The same goes for electric equipment — from giant natural gas power plants to a building’s HVAC system — each is rated under specific conditions to ensure effective measurement and comparison.
Consider a natural gas peaker plant with a maximum rated output of 100 megawatts. That megawatt rating is standardized across power plants at 68°F ambient temperature, basically a nice spring day. Every other generator or power plant has a similar output rating, determined at the same average temperature.
In the 70-80°F range a peaker plant will operate without much noticeable difference, but once temperatures hit 90°F or pass 100°F, performance and output can drop considerably — sometimes as much as 15-20%. Hot air sucked into the turbine is not as dense, and cannot carry as much fuel or combust as efficiently, lowering the maximum possible output.
Heat also impacts solar panels, reducing how much electricity they generate.

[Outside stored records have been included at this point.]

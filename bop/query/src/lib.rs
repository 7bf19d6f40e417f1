//! The block query language
//!
//! World generation features describe the blocks they may replace or grow on
//! with short query strings like `%BlockLeaves,~water[level=0]`. This crate
//! compiles such strings into [`BlockPosQuery`] trees, which are then
//! evaluated against a [`bop_world::World`].

mod compound;
pub use compound::{build_and, build_or, CompoundKind, CompoundQuery, CompoundQueryBuilder};

pub mod parser;
pub use parser::{parse, ParseContext};

mod plant;
pub use plant::sustains_plant;

mod predefined;
pub use predefined::PredefinedQueries;

mod property_parser;

mod query;
pub use query::{BlockPosQuery, QueryDisplay};

pub mod token;
mod trace;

Less dense air pushes wind turbines inefficiently as well.
All of these generators suffer from rising temperatures, and it happens when demand for electricity is reaching its peak.
But the problems don’t end there. When the electricity leaves the plant and begins traveling across the grid, the heat-induced inefficiencies continue. Sagging power lines serve as a visible sign of high temperatures. As the metal heats up and expands, tension lessens and causes the lines to droop. If they droop onto branches, they can cause power outages.

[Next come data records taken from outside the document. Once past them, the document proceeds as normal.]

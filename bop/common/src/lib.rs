//! Common items shared by the query language and the method patcher

mod ident;
pub use ident::Ident;

mod span;
pub use span::Span;

mod config;
pub use config::{Config, MissingPatternPolicy, SymbolMode, DEFAULT_PROPERTY_NAME};

use indexmap::{IndexMap, IndexSet};
use rustc_hash::FxHasher;
use std::hash::BuildHasherDefault;
pub type FxIndexMap<K, V> = IndexMap<K, V, BuildHasherDefault<FxHasher>>;
pub type FxIndexSet<T> = IndexSet<T, BuildHasherDefault<FxHasher>>;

The crackling noise you can sometimes hear when near a transmission line can be another sign of high temperatures. This is the sound of electrons escaping from the power lines and rapidly heating the air around them.
As a result of these issues, during a heatwave as much as 10-15% of the electricity on power lines simply evaporates as it travels to customers.

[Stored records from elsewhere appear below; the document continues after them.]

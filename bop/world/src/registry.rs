use log::debug;
use rustc_hash::FxHashMap;

use crate::{
    BlockClassId, BlockClassRegistry, BlockDef, BlockId, BlockState, Material, ResourceName,
};

/// All blocks known to a world, keyed by their resource name
///
/// The registry always contains air at [`BlockRegistry::AIR`], which is also
/// what unknown ids resolve to.
#[derive(Debug, Clone)]
pub struct BlockRegistry {
    classes: BlockClassRegistry,
    blocks: Vec<BlockDef>,
    by_name: FxHashMap<ResourceName, BlockId>,
}

impl Default for BlockRegistry {
    fn default() -> Self {
        Self::new(BlockClassRegistry::new())
    }
}

impl BlockRegistry {
    pub const AIR: BlockId = BlockId(0);

    pub fn new(mut classes: BlockClassRegistry) -> Self {
        let air_class = classes.register("net.minecraft.block.BlockAir", classes.block());
        let mut registry = BlockRegistry {
            classes,
            blocks: Vec::new(),
            by_name: FxHashMap::default(),
        };
        registry.register(
            BlockDef::new(ResourceName::parse("air"), air_class, Material::Air).with_hardness(0.0),
        );
        registry
    }

    /// Adds a block. A block with the same name is replaced and keeps its id.
    pub fn register(&mut self, def: BlockDef) -> BlockId {
        if let Some(id) = self.by_name.get(&def.name).copied() {
            debug!("Replacing block {}", def.name);
            self.blocks[id.index()] = def;
            return id;
        }
        let id = BlockId(u16::try_from(self.blocks.len()).expect("Too many blocks"));
        self.by_name.insert(def.name.clone(), id);
        self.blocks.push(def);
        id
    }

    /// Registers a block class under its fully qualified name
    pub fn register_class(&mut self, name: &str, parent: BlockClassId) -> BlockClassId {
        self.classes.register(name, parent)
    }

    pub fn classes(&self) -> &BlockClassRegistry {
        &self.classes
    }

    /// Looks a block up by `name` or `namespace:name`
    pub fn get(&self, name: &str) -> Option<BlockId> {
        self.by_name.get(&ResourceName::parse(name)).copied()
    }

    /// Returns the definition of `id`, air if the id is unknown
    pub fn def(&self, id: BlockId) -> &BlockDef {
        self.blocks
            .get(id.index())
            .unwrap_or(&self.blocks[Self::AIR.index()])
    }

    /// The state with every declared property at its default value
    pub fn default_state(&self, id: BlockId) -> BlockState {
        BlockState {
            block: id,
            properties: self.def(id).properties.clone(),
        }
    }

    /// Looks a block up by name and returns its default state
    pub fn state(&self, name: &str) -> Option<BlockState> {
        self.get(name).map(|id| self.default_state(id))
    }

    pub fn air(&self) -> BlockState {
        self.default_state(Self::AIR)
    }

    pub fn len(&self) -> usize {
        self.blocks.len()
    }

    pub fn is_empty(&self) -> bool {
        self.blocks.is_empty()
    }

    #[allow(clippy::cast_possible_truncation)] // `register` keeps the length within u16
    pub fn iter(&self) -> impl Iterator<Item = (BlockId, &BlockDef)> {
        self.blocks
            .iter()
            .enumerate()
            .map(|(index, def)| (BlockId(index as u16), def))
    }
}

#[cfg(test)]
mod tests {
    use crate::{BlockClassRegistry, BlockDef, BlockId, Material, ResourceName};

    use super::BlockRegistry;

    #[test]
    fn air_is_the_fallback() {
        let mut registry = BlockRegistry::new(BlockClassRegistry::new());
        let block = registry.classes().block();
        let sand = registry.register(
            BlockDef::new(ResourceName::parse("sand"), block, Material::Sand).with_hardness(0.5),
        );

        assert_eq!(registry.get("sand"), Some(sand));
        assert_eq!(registry.get("minecraft:sand"), Some(sand));
        assert_eq!(registry.get("biomesoplenty:sand"), None);
        assert_eq!(registry.get("air"), Some(BlockRegistry::AIR));
        assert_eq!(registry.def(BlockId(999)).material, Material::Air);
        assert_eq!(registry.len(), 2);
    }

    #[test]
    fn reregistering_keeps_the_id() {
        let mut registry = BlockRegistry::default();
        let block = registry.classes().block();
        let first = registry.register(BlockDef::new(
            ResourceName::parse("stone"),
            block,
            Material::Rock,
        ));
        let second = registry.register(
            BlockDef::new(ResourceName::parse("stone"), block, Material::Rock).with_hardness(1.5),
        );
        assert_eq!(first, second);
        assert!((registry.def(first).hardness - 1.5).abs() < f32::EPSILON);
    }
}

When electricity reaches its destination, the customer, it faces more degradation from heat. Air conditioning runs less efficiently at highest output. The same vampiric effects we see on power lines occur within the electronics of a cooling fan.
Meanwhile, working overtime in the heat, appliances in businesses and homes demand even more power, further burdening a grid that is already constrained.
From when an electron is generated until it is consumed, the heat is sapping away at that electricity and robbing our pocketbooks.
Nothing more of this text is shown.